- _PROBLEM REQUIREMENTS_: Extract all of the entries and set them down verbatim.

- _RECORDS SHOWN_:

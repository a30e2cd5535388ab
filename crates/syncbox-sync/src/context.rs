//! Per-syncbox shared state
//!
//! [`SyncboxContext`] is created once per syncbox and shared (behind an
//! `Arc`) by the engine, the daemon and administrative callers. It owns the
//! active-sync reservation and the single transfer scheduler.

use std::sync::{Arc, OnceLock};

use syncbox_core::domain::{ActiveSyncReservation, ReservationOwner, SyncError, SyncboxId};
use tracing::{debug, info};

use crate::transfer::TransferScheduler;

#[derive(Debug)]
pub struct SyncboxContext {
    syncbox_id: SyncboxId,
    reservation: ActiveSyncReservation,
    scheduler: OnceLock<Arc<TransferScheduler>>,
}

impl SyncboxContext {
    pub fn new(syncbox_id: SyncboxId) -> Self {
        Self {
            syncbox_id,
            reservation: ActiveSyncReservation::new(),
            scheduler: OnceLock::new(),
        }
    }

    pub fn syncbox_id(&self) -> SyncboxId {
        self.syncbox_id
    }

    pub fn reservation(&self) -> &ActiveSyncReservation {
        &self.reservation
    }

    /// Take the active-sync reservation
    ///
    /// # Errors
    /// `SyncError::Reservation` naming the current holder
    pub fn try_reserve(&self, owner: ReservationOwner) -> Result<(), SyncError> {
        self.reservation.try_reserve(owner.clone())?;
        debug!(syncbox = %self.syncbox_id, owner = %owner, "Syncbox reserved");
        Ok(())
    }

    /// Release the reservation (ResetReserveForActiveSync)
    pub fn reset_reservation(&self) {
        if let Some(owner) = self.reservation.reset() {
            debug!(syncbox = %self.syncbox_id, owner = %owner, "Syncbox reservation released");
        }
    }

    /// Install the shared transfer scheduler
    ///
    /// # Errors
    /// `SyncError::Validation` if a scheduler was already configured
    pub fn configure_scheduler(
        &self,
        scheduler: Arc<TransferScheduler>,
    ) -> Result<Arc<TransferScheduler>, SyncError> {
        self.scheduler.set(Arc::clone(&scheduler)).map_err(|_| {
            SyncError::Validation(format!(
                "transfer scheduler for syncbox {} is already configured",
                self.syncbox_id
            ))
        })?;
        info!(syncbox = %self.syncbox_id, "Transfer scheduler configured");
        Ok(scheduler)
    }

    pub fn scheduler(&self) -> Option<Arc<TransferScheduler>> {
        self.scheduler.get().cloned()
    }

    /// Dispose the scheduler, if one was configured
    pub async fn dispose_schedulers(&self) {
        if let Some(scheduler) = self.scheduler.get() {
            scheduler.dispose_both().await;
        }
    }
}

- _SOLUTION FOR THIS TASK_:
repository a30e2cd5535388ab
filename crates/syncbox-sync/src/context.rs
//! Per-syncbox shared state
//!
//! [`SyncboxContext`] is created once per syncbox and shared (behind an
//! `Arc`) by the engine, the daemon and administrative callers. It owns the
//! active-sync reservation and the single transfer scheduler.

use std::sync::{Arc, OnceLock};

use syncbox_core::domain::{ActiveSyncReservation, ReservationOwner, SyncError, SyncboxId};
use tracing::{debug, info};

use crate::transfer::TransferScheduler;

#[derive(Debug)]
pub struct SyncboxContext {
    syncbox_id: SyncboxId,
    reservation: ActiveSyncReservation,
    scheduler: OnceLock<Arc<TransferScheduler>>,
}

impl SyncboxContext {
    pub fn new(syncbox_id: SyncboxId) -> Self {
        Self {
            syncbox_id,
            reservation: ActiveSyncReservation::new(),
            scheduler: OnceLock::new(),
        }
    }

    pub fn syncbox_id(&self) -> SyncboxId {
        self.syncbox_id
    }

    pub fn reservation(&self) -> &ActiveSyncReservation {
        &self.reservation
    }

    /// Take the active-sync reservation
    ///
    /// # Errors
    /// `SyncError::Reservation` naming the current holder
    pub fn try_reserve(&self, owner: ReservationOwner) -> Result<(), SyncError> {
        self.reservation.try_reserve(owner.clone())?;
        debug!(syncbox = %self.syncbox_id, owner = %owner, "Syncbox reserved");
        Ok(())
    }

    /// Release the reservation (ResetReserveForActiveSync)
    pub fn reset_reservation(&self) {
        if let Some(owner) = self.reservation.reset() {
            debug!(syncbox = %self.syncbox_id, owner = %owner, "Syncbox reservation released");
        }
    }

    /// Install the shared transfer scheduler
    ///
    /// # Errors
    /// `SyncError::Validation` if a scheduler was already configured
    pub fn configure_scheduler(
        &self,
        scheduler: Arc<TransferScheduler>,
    ) -> Result<Arc<TransferScheduler>, SyncError> {
        self.scheduler.set(Arc::clone(&scheduler)).map_err(|_| {
            SyncError::Validation(format!(
                "transfer scheduler for syncbox {} is already configured",
                self.syncbox_id
            ))
        })?;
        info!(syncbox = %self.syncbox_id, "Transfer scheduler configured");
        Ok(scheduler)
    }

    pub fn scheduler(&self) -> Option<Arc<TransferScheduler>> {
        self.scheduler.get().cloned()
    }

    /// Dispose the scheduler, if one was configured
    pub async fn dispose_schedulers(&self) {
        if let Some(scheduler) = self.scheduler.get() {
            scheduler.dispose_both().await;
        }
    }
}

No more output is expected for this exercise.